By convention, you put your declarations (basically, that which makes up your API) in the .h files, and are referred to as "headers". The .cpp files are for the actual "guts" of your code - the implementation details.
Normally, you have the header files included with #include by other files in your project (and other projects, if you're making a library), so the compiler can get the interface required to compile. The implementation, in the .cpp files, is typically implemented so there is one .cpp file "filling in" the implementation per .h file.
By convention, .h files is something that you #include. CPP files are something you add to your project for compiling into separate object file, and then passing to the linker.
The .h file is called the header file. You usually put your interface there (the stuff you want to be public). The cpp file is where you actually implement your interface.
First, both are text files that contain code for the C++ compiler or pre-processor. As far as the system is concerned there is no difference.
By convention different file name extensions are used to indicate the content of files.
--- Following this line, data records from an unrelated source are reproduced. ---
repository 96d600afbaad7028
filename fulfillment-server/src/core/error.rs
use thiserror::Error;

use crate::orders::StorageError;
use crate::sync::SourceError;

/// 服务器启动与运行错误
///
/// 请求级错误使用 [`crate::utils::AppError`]
#[derive(Error, Debug)]
pub enum ServerError {
    #[error("配置错误: {0}")]
    Config(String),

    #[error("存储错误: {0}")]
    Storage(#[from] StorageError),

    #[error("外部系统错误: {0}")]
    Source(#[from] SourceError),

    #[error("IO 错误: {0}")]
    Io(#[from] std::io::Error),

    #[error("内部服务器错误: {0}")]
    Internal(#[from] anyhow::Error),
}

/// 服务器 Result 类型别名
pub type Result<T> = std::result::Result<T, ServerError>;
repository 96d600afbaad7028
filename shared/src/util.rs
/// 获取当前 UTC 时间戳（毫秒）
pub fn now_millis() -> i64 {
    chrono::Utc::now().timestamp_millis()
}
In C programs you tend to see .h and .c files while in C++ .hpp and .cpp serve the same purposes.
The first group, .h and .hpp files, called header files, contains mostly non-executing code such as definitions of constants and function prototypes. They are added to programs via #include directive and used not only by the program or library in question but by other programs or libraries that will make use of them, declaring interface points and contracts defining values. They are also used to set metadata that may change when compiling for different operating systems.
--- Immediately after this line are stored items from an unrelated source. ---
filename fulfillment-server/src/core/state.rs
use std::sync::Arc;
use std::time::Duration;

use crate::batching::{BatchConfig, BatchExpiryWorker, BatchService, ClassifierConfig};
use crate::core::tasks::{BackgroundTasks, TaskKind};
use crate::core::{Config, Result};
use crate::orders::{OrderStorage, StatusService};
use crate::sync::{
    NoBorderClient, Normalizer, OrderSource, ReconciliationService, SyncOptions, SyncWorker,
};

/// 过期批次检查间隔
const BATCH_EXPIRY_CHECK_INTERVAL: Duration = Duration::from_secs(60);

/// 服务器状态 - 持有所有服务的单例引用
///
/// 使用 Arc 实现浅拷贝，所有权成本极低。
///
/// # 服务组件
///
/// | 字段 | 类型 | 说明 |
/// |------|------|------|
/// | config | Config | 配置项 (不可变) |
/// | storage | OrderStorage | 订单账本 (redb) |
/// | reconciliation | Arc<ReconciliationService> | 对账周期 |
/// | status | Arc<StatusService> | 状态变更与回写 |
/// | batches | Arc<BatchService> | 批次拣货 |
#[derive(Clone)]
pub struct ServerState {
    /// 服务器配置
    pub config: Config,
    /// 订单账本
    pub storage: OrderStorage,
    /// 对账服务
    pub reconciliation: Arc<ReconciliationService>,
    /// 状态变更服务
    pub status: Arc<StatusService>,
    /// 批次拣货服务
    pub batches: Arc<BatchService>,
}

impl ServerState {
    /// 初始化服务器状态
    ///
    /// 按顺序初始化：
    /// 1. 工作目录结构
    /// 2. 订单账本 (work_dir/database/orders.redb)
    /// 3. 外部履约系统客户端
    /// 4. 各服务
    pub async fn initialize(config: &Config) -> Result<Self> {
        config.ensure_work_dir_structure()?;

        let db_path = config.database_path();
        tracing::info!(path = %db_path.display(), "Opening order ledger");
        let storage = OrderStorage::open(&db_path)?;

        let client = NoBorderClient::new(
            &config.noborder_api_url,
            config.noborder_username.as_deref(),
            config.noborder_password.as_deref(),
            config.request_timeout(),
        )?;
        if config.noborder_username.is_none() {
            tracing::warn!("NOBORDER_USERNAME not set, requests to the fulfillment system are unauthenticated");
        }

        Ok(Self::with_source(config.clone(), storage, Arc::new(client)))
    }

    /// 使用指定的数据源和账本构造状态
    ///
    /// 测试中传入内存账本和假数据源
    pub fn with_source(config: Config, storage: OrderStorage, source: Arc<dyn OrderSource>) -> Self {
        let options = SyncOptions {
            page_size: config.sync_page_size,
            page_delay: Duration::from_millis(config.sync_page_delay_ms),
            status_policy: config.status_policy,
        };
        let normalizer = Normalizer::new(source.system(), config.default_currency.clone());
        let reconciliation = Arc::new(ReconciliationService::new(
            source.clone(),
            storage.clone(),
            normalizer,
            options,
        ));

        let status = Arc::new(StatusService::new(
            storage.clone(),
            source.clone(),
            config.status_policy,
        ));

        let batches = Arc::new(BatchService::new(
            storage.clone(),
            source,
            BatchConfig {
                ttl_ms: (config.batch_ttl_secs as i64).saturating_mul(1000),
                classifier: ClassifierConfig::default(),
                project_zones: config.project_zones.clone(),
            },
        ));

        Self {
            config,
            storage,
            reconciliation,
            status,
            batches,
        }
    }

    /// 启动后台任务
    ///
    /// - 定时对账 (`SYNC_ENABLED=false` 时跳过)
    /// - 过期批次释放
    pub fn start_background_tasks(&self) -> BackgroundTasks {
        let mut tasks = BackgroundTasks::new();

        if self.config.sync_enabled {
            let worker = SyncWorker::new(
                self.reconciliation.clone(),
                self.config.sync_interval(),
                tasks.shutdown_token(),
            );
            tasks.spawn("sync_worker", TaskKind::Worker, worker.run());
        } else {
            tracing::info!("Scheduled sync disabled, only manual triggers will run");
        }

        let expiry = BatchExpiryWorker::new(
            self.batches.clone(),
            BATCH_EXPIRY_CHECK_INTERVAL,
            tasks.shutdown_token(),
        );
        tasks.spawn("batch_expiry", TaskKind::Periodic, expiry.run());

        tasks.log_summary();
        tasks
    }
}
//! 批次拣货 HTTP 流程集成测试
//!
//! 在随机端口上启动完整路由，用 reqwest 驱动

mod common;

use common::{FakeSource, record, state_with};
use fulfillment_server::ServerState;
use fulfillment_server::orders::OrderFilter;
use reqwest::StatusCode;
use serde_json::{Value, json};
use shared::order::{OrderStatus, PickingStatus};

async fn serve(state: ServerState) -> String {
    let app = fulfillment_server::api::build_app(state);
    let listener = tokio::net::TcpListener::bind("127.0.0.1:0").await.unwrap();
    let addr = listener.local_addr().unwrap();
    tokio::spawn(async move {
        axum::serve(listener, app).await.unwrap();
    });
    format!("http://{addr}")
}

fn upstream() -> Vec<Value> {
    vec![
        record("X1", "5001", "2024-03-01T08:00:00Z", &[("B2", "A01-01-01", 2)]),
        record("X2", "5002", "2024-03-01T09:00:00Z", &[("B2", "A01-01-01", 3)]),
        record(
            "X3",
            "5003",
            "2024-03-01T10:00:00Z",
            &[("C3", "B02-01-01", 2), ("A1", "A01-02-01", 4)],
        ),
    ]
}

#[tokio::test]
async fn test_batch_pick_and_complete_over_http() {
    let source = FakeSource::new(upstream());
    let (state, _dir) = state_with(source, |_| {});
    let storage = state.storage.clone();
    let base = serve(state).await;
    let http = reqwest::Client::new();

    let health = http.get(format!("{base}/health")).send().await.unwrap();
    assert_eq!(health.status(), StatusCode::OK);
    assert!(health.headers().contains_key("x-request-id"));

    let sync: Value = http
        .post(format!("{base}/api/sync"))
        .send()
        .await
        .unwrap()
        .json()
        .await
        .unwrap();
    assert_eq!(sync["result"], "finished");
    assert_eq!(sync["created"], 3);

    let preview: Value = http
        .get(format!("{base}/api/batches/preview"))
        .send()
        .await
        .unwrap()
        .json()
        .await
        .unwrap();
    let categories: Vec<&str> = preview
        .as_array()
        .unwrap()
        .iter()
        .map(|p| p["category"].as_str().unwrap())
        .collect();
    assert_eq!(categories, vec!["single_item", "multi_item"]);

    let batch: Value = http
        .post(format!("{base}/api/batches"))
        .json(&json!({ "category": "single_item", "picker": "jonas" }))
        .send()
        .await
        .unwrap()
        .json()
        .await
        .unwrap();
    let batch_id = batch["id"].as_str().unwrap().to_string();
    assert_eq!(batch["lines"].as_array().unwrap().len(), 1);
    assert_eq!(batch["lines"][0]["total_quantity"], 5);

    // 2 + 3 的合并行拣 4 件：先建的订单拣满，后建的拣 2/3
    let pick = http
        .post(format!("{base}/api/batches/{batch_id}/pick"))
        .json(&json!({ "quantity": 4 }))
        .send()
        .await
        .unwrap();
    assert_eq!(pick.status(), StatusCode::OK);
    let pick: Value = pick.json().await.unwrap();
    assert_eq!(pick["outcome"]["allocated"], 4);
    assert_eq!(pick["finished"], false);

    let orders = storage.list(&OrderFilter::by_batch(&batch_id)).unwrap();
    assert_eq!(orders.len(), 2);
    assert_eq!(orders[0].items[0].picking_status, PickingStatus::Complete);
    assert_eq!(orders[1].items[0].picked_quantity, 2);
    assert_eq!(orders[1].items[0].picking_status, PickingStatus::Partial);
    assert_eq!(orders[1].items[0].picked_by.as_deref(), Some("jonas"));

    let invalid = http
        .post(format!("{base}/api/batches/{batch_id}/pick"))
        .json(&json!({ "quantity": 0 }))
        .send()
        .await
        .unwrap();
    assert_eq!(invalid.status(), StatusCode::UNPROCESSABLE_ENTITY);
    let body: Value = invalid.json().await.unwrap();
    assert_eq!(body["code"], "E0005");

    let report: Value = http
        .post(format!("{base}/api/batches/{batch_id}/complete"))
        .send()
        .await
        .unwrap()
        .json()
        .await
        .unwrap();
    assert_eq!(report["order_count"], 2);
    assert_eq!(report["picked_items"], 4);
    assert_eq!(report["total_items"], 5);
    assert_eq!(report["pushed"], 2);

    let packed: Vec<Value> = http
        .get(format!("{base}/api/orders?status=packed"))
        .send()
        .await
        .unwrap()
        .json()
        .await
        .unwrap();
    assert_eq!(packed.len(), 2);
    assert!(packed.iter().all(|o| o["batch"].is_null()));

    // 再次对账后打包的订单不会回到待处理
    http.post(format!("{base}/api/sync")).send().await.unwrap();
    let packed: Vec<Value> = http
        .get(format!("{base}/api/orders?status=packed"))
        .send()
        .await
        .unwrap()
        .json()
        .await
        .unwrap();
    assert_eq!(packed.len(), 2);
    let preview: Value = http
        .get(format!("{base}/api/batches/preview"))
        .send()
        .await
        .unwrap()
        .json()
        .await
        .unwrap();
    assert_eq!(preview.as_array().unwrap().len(), 1);
    assert_eq!(preview[0]["category"], "multi_item");

    let gone = http
        .get(format!("{base}/api/batches/{batch_id}"))
        .send()
        .await
        .unwrap();
    assert_eq!(gone.status(), StatusCode::NOT_FOUND);
}

#[tokio::test]
async fn test_order_endpoints() {
    let source = FakeSource::new(upstream());
    let (state, _dir) = state_with(source.clone(), |_| {});
    let base = serve(state).await;
    let http = reqwest::Client::new();

    http.post(format!("{base}/api/sync")).send().await.unwrap();

    let bad = http
        .get(format!("{base}/api/orders?status=bogus"))
        .send()
        .await
        .unwrap();
    assert_eq!(bad.status(), StatusCode::BAD_REQUEST);

    let orders: Vec<Value> = http
        .get(format!("{base}/api/orders?status=new"))
        .send()
        .await
        .unwrap()
        .json()
        .await
        .unwrap();
    assert_eq!(orders.len(), 3);
    let id = orders[0]["id"].as_str().unwrap();

    let change: Value = http
        .put(format!("{base}/api/orders/{id}/status"))
        .json(&json!({ "status": "shipped", "trackingNumbers": ["T-1"] }))
        .send()
        .await
        .unwrap()
        .json()
        .await
        .unwrap();
    assert_eq!(change["pushed"], true);
    assert_eq!(change["order"]["status"], OrderStatus::Shipped.as_str());
    assert_eq!(source.pushes().len(), 1);

    let missing = http
        .get(format!("{base}/api/orders/does-not-exist"))
        .send()
        .await
        .unwrap();
    assert_eq!(missing.status(), StatusCode::NOT_FOUND);

    let status: Value = http
        .get(format!("{base}/api/sync/status"))
        .send()
        .await
        .unwrap()
        .json()
        .await
        .unwrap();
    assert_eq!(status["total_syncs"], 1);
    assert_eq!(status["is_running"], false);
}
The second group, .c and .cpp files, contain the executing parts of the code for the library or program.
Correct me if I'm wrong but,
When you #include something, it more-or-less inserts the entire included file into the one with the include command; that is, when I include, say "macros.h" in "genericTools.cpp", the entire contents of "macros.h" is placed in "genericTools.cpp" at that point. This is why you need to use things like "#pragma once" or other protections, to prevent including the same file twice.
Of note, templated code needs to be entirely in the file you're going to be including elsewhere. (I'm unsure of this - can template specializations be ommited from the included files, and linked like a normal function?)
The .cpp that is the implementation file is our actual program or code.
When we need to use different inbuilt functions in our code, we must include the header file that is .h files.
These .h files contains the actual code of the inbuilt functions that we use hence we can simply call the respective functions.
Therefore, while we compile our code we can see more number of lines compiled than what we have actually coded because not only our code is compiled but along with that the (code of the) functions (that are included in .h files) are also compiled.